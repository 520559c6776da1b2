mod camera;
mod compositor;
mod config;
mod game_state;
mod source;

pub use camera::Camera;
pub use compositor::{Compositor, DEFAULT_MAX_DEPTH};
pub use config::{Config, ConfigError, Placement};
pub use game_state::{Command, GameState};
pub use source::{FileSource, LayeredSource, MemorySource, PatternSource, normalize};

__WHAT TO DO__: Restate the records word for word, keeping every line.

__WRITTEN RESPONSE__:
repository 520559c6776da1b2
mod camera;
mod compositor;
mod config;
mod game_state;
mod source;

pub use camera::Camera;
pub use compositor::{Compositor, DEFAULT_MAX_DEPTH};
pub use config::{Config, ConfigError, Placement};
pub use game_state::{Command, GameState};
pub use source::{FileSource, LayeredSource, MemorySource, PatternSource, normalize};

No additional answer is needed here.